Восхищаясь его умом, его талантом, преклоняясь перед художественной правдой его пьес, хотелось верить, что слово его будет звучать, что мысли и образы будут волновать души и сердца, звать к истинной человечности.
Как не мирилась мысль с безжалостным сентябрьским приговором судьбы! Как не хотелось верить ему (даже вопреки здравому смыслу врачебного опыта) до самых последних дней, – настолько – по-человечески – ужасным, несправедливым и жестоким он представлялся в его личной судьбе!
И чем больше я узнавал Михаила Афанасьевича, тем менее мог мириться с этим прогнозом. Но судьба и смерть неумолимы.
Вы отдали всю себя борьбе с нагрянувшей бедой. Вы боролись неутомимо, со всею страстью, не щадя сил и крови, как верный друг, верящий и любящий!

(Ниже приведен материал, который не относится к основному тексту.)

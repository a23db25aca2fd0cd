//! Aggregation across moments.
//!
//! Resonance is summed subscale by subscale, never averaged, so aggregates
//! of disjoint sets of recognitions can be merged by adding their totals.

use indexmap::IndexMap;
use serde::{Deserialize, Serialize};

use crate::types::{AggregatedMastery, AggregatedResonance, Recognition};

/// Relative lead the top subscale needs to count as clearly primary.
pub const DEFAULT_CLEAR_PRIMARY_THRESHOLD: f64 = 0.2;

/// One subscale's place in a ranking.
#[derive(Debug, Clone, PartialEq, Serialize, Deserialize)]
pub struct SubscaleRanking {
    pub subscale: String,
    pub total: f64,
    /// Total relative to the largest, 0 when unknown
    pub normalized: f64,
}

/// Sum resonance across recognitions. Recognitions without resonance are skipped.
pub fn aggregate_resonance<'a, I>(recognitions: I) -> AggregatedResonance
where
    I: IntoIterator<Item = &'a Recognition>,
{
    let mut totals: IndexMap<String, f64> = IndexMap::new();
    let mut moment_count = 0;

    for resonance in recognitions.into_iter().filter_map(|r| r.resonance.as_ref()) {
        moment_count += 1;
        add_into(&mut totals, &resonance.subscale_contributions);
    }

    summarize(totals, moment_count)
}

/// Combine aggregates by adding their totals and moment counts.
pub fn merge_aggregated_resonance<'a, I>(results: I) -> AggregatedResonance
where
    I: IntoIterator<Item = &'a AggregatedResonance>,
{
    let mut totals: IndexMap<String, f64> = IndexMap::new();
    let mut moment_count = 0;

    for result in results {
        moment_count += result.moment_count;
        add_into(&mut totals, &result.subscale_totals);
    }

    summarize(totals, moment_count)
}

fn add_into(totals: &mut IndexMap<String, f64>, contributions: &IndexMap<String, f64>) {
    for (subscale, amount) in contributions {
        *totals.entry(subscale.clone()).or_insert(0.0) += amount;
    }
}

fn summarize(totals: IndexMap<String, f64>, moment_count: usize) -> AggregatedResonance {
    // Only a positive total can be primary; the first one seen wins ties.
    let mut primary = "";
    let mut max = 0.0;
    for (subscale, total) in &totals {
        if *total > max {
            max = *total;
            primary = subscale.as_str();
        }
    }

    AggregatedResonance {
        primary_subscale: primary.to_string(),
        normalized_scores: Some(normalize_scores(&totals)),
        subscale_totals: totals,
        moment_count,
    }
}

/// Each total divided by the largest.
///
/// Empty when there is no positive total. Negative totals become 0.
pub fn normalize_scores(totals: &IndexMap<String, f64>) -> IndexMap<String, f64> {
    let max = totals.values().copied().fold(f64::NEG_INFINITY, f64::max);
    if max <= 0.0 {
        return IndexMap::new();
    }
    totals
        .iter()
        .map(|(subscale, total)| (subscale.clone(), (total / max).max(0.0)))
        .collect()
}

/// Subscales from highest to lowest total. Equal totals keep their order.
pub fn subscale_rankings(aggregated: &AggregatedResonance) -> Vec<SubscaleRanking> {
    let mut rankings: Vec<SubscaleRanking> = aggregated
        .subscale_totals
        .iter()
        .map(|(subscale, total)| SubscaleRanking {
            subscale: subscale.clone(),
            total: *total,
            normalized: aggregated
                .normalized_scores
                .as_ref()
                .and_then(|scores| scores.get(subscale))
                .copied()
                .unwrap_or(0.0),
        })
        .collect();
    rankings.sort_by(|a, b| b.total.total_cmp(&a.total));
    rankings
}

/// Whether one subscale stands out from the rest.
///
/// A lone subscale always does. Otherwise the top total must lead the second
/// by at least `threshold` of itself.
pub fn has_clear_primary(aggregated: &AggregatedResonance, threshold: f64) -> bool {
    let rankings = subscale_rankings(aggregated);
    match rankings.as_slice() {
        [] => false,
        [_] => true,
        [first, second, ..] => {
            if first.total == 0.0 {
                return false;
            }
            (first.total - second.total) / first.total >= threshold
        }
    }
}

/// A one-sentence summary of what resonates, using display labels where given.
pub fn create_insight_message(
    aggregated: &AggregatedResonance,
    labels: Option<&IndexMap<String, String>>,
    threshold: f64,
) -> String {
    let rankings = subscale_rankings(aggregated);
    let label = |subscale: &str| -> String {
        labels
            .and_then(|labels| labels.get(subscale))
            .cloned()
            .unwrap_or_else(|| subscale.to_string())
    };

    match rankings.as_slice() {
        [] => "Complete more discovery moments to reveal your affinities.".to_string(),
        [only] => format!(
            "Your responses resonate most strongly with {}.",
            label(&only.subscale)
        ),
        [first, second, ..] => {
            let (primary, secondary) = (label(&first.subscale), label(&second.subscale));
            if has_clear_primary(aggregated, threshold) {
                format!(
                    "Your responses resonate most strongly with {primary}, with secondary interest in {secondary}."
                )
            } else {
                format!("Your responses show strong resonance with both {primary} and {secondary}.")
            }
        }
    }
}

/// Track mastery across recognitions, in the order they happened.
///
/// Recognitions without a mastery result neither count nor break a streak.
pub fn aggregate_mastery<'a, I>(recognitions: I, target_streak: usize) -> AggregatedMastery
where
    I: IntoIterator<Item = &'a Recognition>,
{
    let mut total_moments = 0;
    let mut demonstrated_count = 0;
    let mut current_streak = 0;

    for mastery in recognitions.into_iter().filter_map(|r| r.mastery.as_ref()) {
        total_moments += 1;
        if mastery.demonstrated {
            demonstrated_count += 1;
            current_streak += 1;
        } else {
            current_streak = 0;
        }
    }

    let mastery_percentage = if total_moments == 0 {
        0
    } else {
        (demonstrated_count as f64 / total_moments as f64 * 100.0).round() as u32
    };

    AggregatedMastery {
        total_moments,
        demonstrated_count,
        mastery_percentage,
        current_streak,
        target_streak,
        streak_achieved: current_streak >= target_streak,
    }
}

Можно только преклоняться перед безмерным подвигом, который Вы совершили во имя любви и веры в талант Михаила Афанасьевича. Каких сил, какой выдержки это Вам стоило, знают немногие близкие и я, невольный свидетель Вашей жизни за последние месяцы. Вы сделали все, что могли. Ничего не могло спасти Михаила Афанасьевича, и наша наука (во всем мире) в настоящее время не знает средств против этой коварной болезни, уносящей в могилу людей в пору их творческого расцвета.
Простите меня, если чем-либо невольно я причинил Вам ненужные огорчения. Зная, как врач, о неизбежном, ужасном конце, я не всегда находил в себе силы говорить Вам правду, особенно, когда Ваши нервы доходили до предела напряженности. Сам, всею душою, всем сердцем желая спасти Михаила Афанасьевича или задержать наступление роковой развязки, я пытался бороться с болезнью, не покладая рук, готовый временами поверить хотя бы в чудо, откуда бы оно ни пришло, и отступил лишь тогда, когда стала ясна вся бесплодность этих усилий.
Примите мое искреннее сочувствие Вашему горю и крепко поцелуйте от меня юного друга Михаила Афанасьевича, так им любимого, Сережу.